(Saved entries)

◇ ◇ ◇ ◇ ◇ ◇ ◇

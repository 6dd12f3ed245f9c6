use std::fmt::{self, Write as _};

const STYLESHEET: &str = "\
*{box-sizing:border-box}body{margin:0;font-family:system-ui,sans-serif;color:#111827}\
nav{position:fixed;top:0;left:0;right:0;z-index:40;display:flex;justify-content:space-between;align-items:center;padding:0 1.5rem;height:5rem;background:rgba(255,255,255,.9)}\
nav img{height:3rem}nav a{margin-left:1rem;color:#111827;text-decoration:none}\
.button{display:inline-block;padding:.6rem 1.5rem;border-radius:9999px;background:#2563eb;color:#fff;font-weight:600;text-decoration:none;border:0;cursor:pointer}\
.hero{position:relative;height:100vh;display:flex;align-items:center;justify-content:center;text-align:center;color:#fff}\
.hero img{position:absolute;inset:0;width:100%;height:100%;object-fit:cover;z-index:-1}\
section{padding:4rem 1.5rem}h2{text-align:center}\
.carousel{display:grid;gap:1rem;overflow-x:auto}.carousel.single{max-width:56rem;margin:auto}\
.carousel.slides-2{grid-template-columns:repeat(2,minmax(0,1fr))}.carousel.slides-3{grid-template-columns:repeat(3,minmax(0,1fr))}\
.carousel img,.plan img,.location img{width:100%;border-radius:.75rem}figcaption{text-align:center;font-size:.875rem}\
.features{display:grid;grid-template-columns:repeat(auto-fit,minmax(16rem,1fr));gap:1.5rem}.feature{padding:1.5rem;border-radius:.75rem;background:#f9fafb}\
.cta{background:#000;color:#fff;text-align:center}footer{background:#111827;color:#fff;text-align:center;padding:2rem}\
.modal{display:none;position:fixed;inset:0;z-index:50;align-items:center;justify-content:center;background:rgba(0,0,0,.5)}\
.modal:target,.modal.open{display:flex}.modal-panel{position:relative;background:#fff;border-radius:.5rem;max-width:28rem;width:100%;padding:1.5rem}\
.modal-close{position:absolute;top:1rem;right:1rem;text-decoration:none;color:#6b7280}\
form .field{margin-bottom:1rem}input,textarea,select{width:100%;padding:.75rem;border:1px solid #d1d5db;border-radius:.5rem}\
.invalid{border-color:#ef4444}.field-error{color:#ef4444;font-size:.875rem}\
.banner-error{color:#dc2626;background:#fef2f2;padding:.75rem;border-radius:.5rem}\
.banner-success{color:#16a34a;background:#f0fdf4;padding:.75rem;border-radius:.5rem}\
.lightbox{position:fixed;inset:0;background:rgba(0,0,0,.9);display:flex;align-items:center;justify-content:center;color:#fff}\
.lightbox img{max-width:90vw;max-height:80vh}.lightbox .close{position:absolute;top:1rem;right:1.5rem;font-size:2rem;color:#fff;text-decoration:none}\
";

pub(crate) fn escape_html(raw: &str) -> String {
    let mut escaped = String::with_capacity(raw.len());
    for c in raw.chars() {
        match c {
            '&' => escaped.push_str("&amp;"),
            '<' => escaped.push_str("&lt;"),
            '>' => escaped.push_str("&gt;"),
            '"' => escaped.push_str("&quot;"),
            '\'' => escaped.push_str("&#39;"),
            other => escaped.push(other),
        }
    }
    escaped
}

/// Meta refresh used to close a form once the confirmation has been shown.
#[derive(Debug, Clone, Copy, PartialEq, Eq)]
pub(crate) struct Refresh<'a> {
    pub(crate) seconds: u64,
    pub(crate) target: &'a str,
}

pub(crate) fn write_document<F>(
    title: &str,
    refresh: Option<Refresh<'_>>,
    body: F,
) -> Result<String, fmt::Error>
where
    F: FnOnce(&mut String) -> fmt::Result,
{
    let mut html = String::new();
    html.push_str("<!DOCTYPE html>\n<html lang=\"en\">\n<head>\n<meta charset=\"utf-8\">\n");
    html.push_str("<meta name=\"viewport\" content=\"width=device-width, initial-scale=1\">\n");
    if let Some(refresh) = refresh {
        writeln!(
            html,
            "<meta http-equiv=\"refresh\" content=\"{};url={}\">",
            refresh.seconds,
            escape_html(refresh.target)
        )?;
    }
    writeln!(html, "<title>{}</title>", escape_html(title))?;
    writeln!(html, "<style>{STYLESHEET}</style>\n</head>\n<body>")?;
    body(&mut html)?;
    html.push_str("</body>\n</html>\n");
    Ok(html)
}

#[cfg(test)]
mod tests {
    use super::*;

    #[test]
    fn escapes_markup_characters() {
        assert_eq!(
            escape_html(r#"<b>"Jai&Sons'"</b>"#),
            "&lt;b&gt;&quot;Jai&amp;Sons&#39;&quot;&lt;/b&gt;"
        );
    }

    #[test]
    fn document_includes_refresh_when_requested() {
        let html = write_document(
            "Thanks",
            Some(Refresh {
                seconds: 3,
                target: "/",
            }),
            |out| {
                out.push_str("<p>ok</p>");
                Ok(())
            },
        )
        .expect("renders");

        assert!(html.contains("<meta http-equiv=\"refresh\" content=\"3;url=/\">"));
        assert!(html.contains("<title>Thanks</title>"));
        assert!(html.contains("<p>ok</p>"));
    }
}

◇ ◇ ◇ ◇ ◇ ◇ ◇

*Problem*.
Every line above in which the word "items" occurs needs to be copied.

*Answer to this problem*.
nav{position:fixed;top:0;left:0;right:0;z-index:40;display:flex;justify-content:space-between;align-items:center;padding:0 1.5rem;height:5rem;background:rgba(255,255,255,.9)}\
.hero{position:relative;height:100vh;display:flex;align-items:center;justify-content:center;text-align:center;color:#fff}\
.modal{display:none;position:fixed;inset:0;z-index:50;align-items:center;justify-content:center;background:rgba(0,0,0,.5)}\
.lightbox{position:fixed;inset:0;background:rgba(0,0,0,.9);display:flex;align-items:center;justify-content:center;color:#fff}\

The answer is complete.